Transcribe the entries below exactly.
::::
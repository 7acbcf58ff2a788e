//! Rule-based grammar hints for free English production.
//!
//! No grading happens here: the rules catch a handful of beginner mistakes
//! and phrase the hint as a nudge, matching the tone of the lesson material.

use regex::Regex;
use std::sync::OnceLock;

static RULES: OnceLock<Vec<(Regex, &'static str)>> = OnceLock::new();

fn rules() -> &'static [(Regex, &'static str)] {
    RULES.get_or_init(|| {
        vec![
            (
                Regex::new(r"(?i)\bI am a \w+s\b").expect("valid pattern"),
                "After 'a', use the singular (say 'a student', not 'a students').",
            ),
            (
                // Case-sensitive on purpose: only lowercase standalone 'i'
                Regex::new(r"\bi\b").expect("valid pattern"),
                "'I' is always capitalized in English.",
            ),
            (
                Regex::new(r"(?i)\ba [aeiou]").expect("valid pattern"),
                "Before a vowel sound, use 'an' instead of 'a' (an apple).",
            ),
            (
                Regex::new(r"(?i)\b(am|is|are) not\b").expect("valid pattern"),
                "Nice use of the negative form!",
            ),
        ]
    })
}

pub fn analyze(text: &str) -> Vec<String> {
    let mut hints = Vec::new();

    for (pattern, hint) in rules() {
        if pattern.is_match(text) {
            hints.push((*hint).to_string());
        }
    }

    // Contraction tip; spoken English prefers "I'm"
    if text.contains("I am") && !text.contains("I'm") {
        hints.push("You can contract 'I am' to 'I'm' - it sounds more natural.".to_string());
    }

    hints
}

#[cfg(test)]
mod tests {
    use super::*;

    #[test]
    fn test_plural_after_indefinite_article() {
        let hints = analyze("I am a students.");
        assert!(hints.iter().any(|h| h.contains("singular")));
    }

    #[test]
    fn test_lowercase_i() {
        let hints = analyze("Yesterday i went home.");
        assert!(hints.iter().any(|h| h.contains("capitalized")));

        // Uppercase I does not trigger the rule
        let hints = analyze("Yesterday I went home.");
        assert!(!hints.iter().any(|h| h.contains("capitalized")));
    }

    #[test]
    fn test_article_before_vowel() {
        let hints = analyze("She has a apple.");
        assert!(hints.iter().any(|h| h.contains("an")));
    }

    #[test]
    fn test_negation_encouragement() {
        let hints = analyze("He is not tired.");
        assert!(hints.iter().any(|h| h.contains("negative")));
    }

    #[test]
    fn test_contraction_tip() {
        let hints = analyze("I am happy.");
        assert!(hints.iter().any(|h| h.contains("I'm")));

        let hints = analyze("I'm happy.");
        assert!(!hints.iter().any(|h| h.contains("more natural")));
    }

    #[test]
    fn test_clean_sentence_yields_no_hints() {
        let hints = analyze("She works in London.");
        assert!(hints.is_empty());
    }
}
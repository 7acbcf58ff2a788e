//! Project path functions - single source of truth for all file paths.
//!
//! ## Environment Variables
//!
//! - `DATA_DIR`: Override the base data directory (default: "data")
//!
//! This allows running isolated instances side by side for testing.

use std::env;
use std::sync::OnceLock;

/// Lazily initialized data directory from DATA_DIR env var
static DATA_DIR_VALUE: OnceLock<String> = OnceLock::new();

/// Get the base data directory (from DATA_DIR env var or default "data")
pub fn data_dir() -> &'static str {
    DATA_DIR_VALUE.get_or_init(|| env::var("DATA_DIR").unwrap_or_else(|_| "data".to_string()))
}

/// SQLite database with users, lesson progress, and SRS cards
pub fn db_path() -> String {
    format!("{}/progress.db", data_dir())
}

/// Content library file (books, seed cards, level tests)
pub fn data_file_path() -> String {
    format!("{}/data.json", data_dir())
}
use log::debug;
use reqwest::{Client, Method};
use serde_json::{json, Value};

use crate::cli::CheckArgs;
use crate::proxy_service::API_KEY_HEADER;

enum KeyPlacement {
  Query,
  Header,
  None,
}

struct Probe {
  name: &'static str,
  method: Method,
  path: String,
  key: KeyPlacement,
  body: Option<Value>,
}

#[derive(Debug, PartialEq)]
pub struct ProbeResult {
  pub name: &'static str,
  pub status: Option<u16>,
  pub error: Option<String>,
}

impl ProbeResult {
  pub fn passed(&self) -> bool {
    self.error.is_none()
  }
}

fn prompt(text: &str) -> Value {
  json!({ "contents": [{ "parts": [{ "text": text }] }] })
}

fn probes(model: &str) -> Vec<Probe> {
  let generate = format!("/v1beta/models/{model}:generateContent");

  vec![
    Probe {
      name: "List Models (query parameter)",
      method: Method::GET,
      path: "/v1/models".into(),
      key: KeyPlacement::Query,
      body: None,
    },
    Probe {
      name: "List Models (header)",
      method: Method::GET,
      path: "/v1/models".into(),
      key: KeyPlacement::Header,
      body: None,
    },
    Probe {
      name: "Get Model Info",
      method: Method::GET,
      path: format!("/v1beta/models/{model}"),
      key: KeyPlacement::Query,
      body: None,
    },
    Probe {
      name: "Generate Content",
      method: Method::POST,
      path: generate.clone(),
      key: KeyPlacement::Query,
      body: Some(prompt("Hello! Please respond with a short greeting.")),
    },
    Probe {
      name: "Generate Content (header API key)",
      method: Method::POST,
      path: generate,
      key: KeyPlacement::Header,
      body: Some(prompt("What is 2+2? Answer in one word.")),
    },
    Probe {
      name: "Root Endpoint",
      method: Method::GET,
      path: "/".into(),
      key: KeyPlacement::None,
      body: None,
    },
    Probe {
      name: "CORS Preflight",
      method: Method::OPTIONS,
      path: "/v1/models".into(),
      key: KeyPlacement::None,
      body: None,
    },
  ]
}

async fn run_probe(client: &Client, proxy_url: &str, api_key: &str, probe: Probe) -> ProbeResult {
  let url = format!("{}{}", proxy_url.trim_end_matches('/'), probe.path);
  debug!("Probing {} {}", probe.method, probe.path);

  let mut builder = client.request(probe.method, url);
  builder = match probe.key {
    KeyPlacement::Query => builder.query(&[("key", api_key)]),
    KeyPlacement::Header => builder.header(API_KEY_HEADER, api_key),
    KeyPlacement::None => builder,
  };
  if let Some(body) = probe.body {
    builder = builder.json(&body);
  }

  match builder.send().await {
    Ok(response) if response.status().is_success() => ProbeResult {
      name: probe.name,
      status: Some(response.status().as_u16()),
      error: None,
    },
    Ok(response) => {
      let status = response.status().as_u16();
      let body = response.text().await.unwrap_or_default();
      ProbeResult {
        name: probe.name,
        status: Some(status),
        error: Some(if body.is_empty() { format!("HTTP {status}") } else { body }),
      }
    }
    Err(err) => ProbeResult {
      name: probe.name,
      status: None,
      error: Some(err.without_url().to_string()),
    },
  }
}

pub async fn run(client: &Client, args: &CheckArgs) -> Vec<ProbeResult> {
  let mut results = Vec::new();

  for probe in probes(&args.model) {
    results.push(run_probe(client, &args.proxy_url, &args.api_key, probe).await);
  }

  results
}

pub fn print_summary(args: &CheckArgs, results: &[ProbeResult]) {
  let masked: String = args.api_key.chars().take(10).collect();
  println!("Proxy URL: {}", args.proxy_url);
  println!("API Key: {masked}...");
  println!("{}", "=".repeat(60));

  for result in results {
    let mark = if result.passed() { "PASS" } else { "FAIL" };
    let status = result.status.map(|code| format!(" ({code})")).unwrap_or_default();
    println!("{mark} {}{status}", result.name);

    if let Some(error) = &result.error {
      let excerpt: String = error.chars().take(100).collect();
      println!("     {excerpt}");
    }
  }

  let passed = results.iter().filter(|result| result.passed()).count();
  println!("{}", "=".repeat(60));
  println!("Total: {} | Passed: {} | Failed: {}", results.len(), passed, results.len() - passed);
}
::::
__ANSWER BELOW__:
repository 7acbcf58ff2a788e
//! Rule-based grammar hints for free English production.
//!
//! No grading happens here: the rules catch a handful of beginner mistakes
//! and phrase the hint as a nudge, matching the tone of the lesson material.

use regex::Regex;
use std::sync::OnceLock;

static RULES: OnceLock<Vec<(Regex, &'static str)>> = OnceLock::new();

fn rules() -> &'static [(Regex, &'static str)] {
    RULES.get_or_init(|| {
        vec![
            (
                Regex::new(r"(?i)\bI am a \w+s\b").expect("valid pattern"),
                "After 'a', use the singular (say 'a student', not 'a students').",
            ),
            (
                // Case-sensitive on purpose: only lowercase standalone 'i'
                Regex::new(r"\bi\b").expect("valid pattern"),
                "'I' is always capitalized in English.",
            ),
            (
                Regex::new(r"(?i)\ba [aeiou]").expect("valid pattern"),
                "Before a vowel sound, use 'an' instead of 'a' (an apple).",
            ),
            (
                Regex::new(r"(?i)\b(am|is|are) not\b").expect("valid pattern"),
                "Nice use of the negative form!",
            ),
        ]
    })
}

pub fn analyze(text: &str) -> Vec<String> {
    let mut hints = Vec::new();

    for (pattern, hint) in rules() {
        if pattern.is_match(text) {
            hints.push((*hint).to_string());
        }
    }

    // Contraction tip; spoken English prefers "I'm"
    if text.contains("I am") && !text.contains("I'm") {
        hints.push("You can contract 'I am' to 'I'm' - it sounds more natural.".to_string());
    }

    hints
}

#[cfg(test)]
mod tests {
    use super::*;

    #[test]
    fn test_plural_after_indefinite_article() {
        let hints = analyze("I am a students.");
        assert!(hints.iter().any(|h| h.contains("singular")));
    }

    #[test]
    fn test_lowercase_i() {
        let hints = analyze("Yesterday i went home.");
        assert!(hints.iter().any(|h| h.contains("capitalized")));

        // Uppercase I does not trigger the rule
        let hints = analyze("Yesterday I went home.");
        assert!(!hints.iter().any(|h| h.contains("capitalized")));
    }

    #[test]
    fn test_article_before_vowel() {
        let hints = analyze("She has a apple.");
        assert!(hints.iter().any(|h| h.contains("an")));
    }

    #[test]
    fn test_negation_encouragement() {
        let hints = analyze("He is not tired.");
        assert!(hints.iter().any(|h| h.contains("negative")));
    }

    #[test]
    fn test_contraction_tip() {
        let hints = analyze("I am happy.");
        assert!(hints.iter().any(|h| h.contains("I'm")));

        let hints = analyze("I'm happy.");
        assert!(!hints.iter().any(|h| h.contains("more natural")));
    }

    #[test]
    fn test_clean_sentence_yields_no_hints() {
        let hints = analyze("She works in London.");
        assert!(hints.is_empty());
    }
}
repository 7acbcf58ff2a788e
//! Project path functions - single source of truth for all file paths.
//!
//! ## Environment Variables
//!
//! - `DATA_DIR`: Override the base data directory (default: "data")
//!
//! This allows running isolated instances side by side for testing.

use std::env;
use std::sync::OnceLock;

/// Lazily initialized data directory from DATA_DIR env var
static DATA_DIR_VALUE: OnceLock<String> = OnceLock::new();

/// Get the base data directory (from DATA_DIR env var or default "data")
pub fn data_dir() -> &'static str {
    DATA_DIR_VALUE.get_or_init(|| env::var("DATA_DIR").unwrap_or_else(|_| "data".to_string()))
}

/// SQLite database with users, lesson progress, and SRS cards
pub fn db_path() -> String {
    format!("{}/progress.db", data_dir())
}

/// Content library file (books, seed cards, level tests)
pub fn data_file_path() -> String {
    format!("{}/data.json", data_dir())
}
use log::debug;
use reqwest::{Client, Method};
use serde_json::{json, Value};

use crate::cli::CheckArgs;
use crate::proxy_service::API_KEY_HEADER;

enum KeyPlacement {
  Query,
  Header,
  None,
}

struct Probe {
  name: &'static str,
  method: Method,
  path: String,
  key: KeyPlacement,
  body: Option<Value>,
}

#[derive(Debug, PartialEq)]
pub struct ProbeResult {
  pub name: &'static str,
  pub status: Option<u16>,
  pub error: Option<String>,
}

impl ProbeResult {
  pub fn passed(&self) -> bool {
    self.error.is_none()
  }
}

fn prompt(text: &str) -> Value {
  json!({ "contents": [{ "parts": [{ "text": text }] }] })
}

fn probes(model: &str) -> Vec<Probe> {
  let generate = format!("/v1beta/models/{model}:generateContent");

  vec![
    Probe {
      name: "List Models (query parameter)",
      method: Method::GET,
      path: "/v1/models".into(),
      key: KeyPlacement::Query,
      body: None,
    },
    Probe {
      name: "List Models (header)",
      method: Method::GET,
      path: "/v1/models".into(),
      key: KeyPlacement::Header,
      body: None,
    },
    Probe {
      name: "Get Model Info",
      method: Method::GET,
      path: format!("/v1beta/models/{model}"),
      key: KeyPlacement::Query,
      body: None,
    },
    Probe {
      name: "Generate Content",
      method: Method::POST,
      path: generate.clone(),
      key: KeyPlacement::Query,
      body: Some(prompt("Hello! Please respond with a short greeting.")),
    },
    Probe {
      name: "Generate Content (header API key)",
      method: Method::POST,
      path: generate,
      key: KeyPlacement::Header,
      body: Some(prompt("What is 2+2? Answer in one word.")),
    },
    Probe {
      name: "Root Endpoint",
      method: Method::GET,
      path: "/".into(),
      key: KeyPlacement::None,
      body: None,
    },
    Probe {
      name: "CORS Preflight",
      method: Method::OPTIONS,
      path: "/v1/models".into(),
      key: KeyPlacement::None,
      body: None,
    },
  ]
}

async fn run_probe(client: &Client, proxy_url: &str, api_key: &str, probe: Probe) -> ProbeResult {
  let url = format!("{}{}", proxy_url.trim_end_matches('/'), probe.path);
  debug!("Probing {} {}", probe.method, probe.path);

  let mut builder = client.request(probe.method, url);
  builder = match probe.key {
    KeyPlacement::Query => builder.query(&[("key", api_key)]),
    KeyPlacement::Header => builder.header(API_KEY_HEADER, api_key),
    KeyPlacement::None => builder,
  };
  if let Some(body) = probe.body {
    builder = builder.json(&body);
  }

  match builder.send().await {
    Ok(response) if response.status().is_success() => ProbeResult {
      name: probe.name,
      status: Some(response.status().as_u16()),
      error: None,
    },
    Ok(response) => {
      let status = response.status().as_u16();
      let body = response.text().await.unwrap_or_default();
      ProbeResult {
        name: probe.name,
        status: Some(status),
        error: Some(if body.is_empty() { format!("HTTP {status}") } else { body }),
      }
    }
    Err(err) => ProbeResult {
      name: probe.name,
      status: None,
      error: Some(err.without_url().to_string()),
    },
  }
}

pub async fn run(client: &Client, args: &CheckArgs) -> Vec<ProbeResult> {
  let mut results = Vec::new();

  for probe in probes(&args.model) {
    results.push(run_probe(client, &args.proxy_url, &args.api_key, probe).await);
  }

  results
}

pub fn print_summary(args: &CheckArgs, results: &[ProbeResult]) {
  let masked: String = args.api_key.chars().take(10).collect();
  println!("Proxy URL: {}", args.proxy_url);
  println!("API Key: {masked}...");
  println!("{}", "=".repeat(60));

  for result in results {
    let mark = if result.passed() { "PASS" } else { "FAIL" };
    let status = result.status.map(|code| format!(" ({code})")).unwrap_or_default();
    println!("{mark} {}{status}", result.name);

    if let Some(error) = &result.error {
      let excerpt: String = error.chars().take(100).collect();
      println!("     {excerpt}");
    }
  }

  let passed = results.iter().filter(|result| result.passed()).count();
  println!("{}", "=".repeat(60));
  println!("Total: {} | Passed: {} | Failed: {}", results.len(), passed, results.len() - passed);
}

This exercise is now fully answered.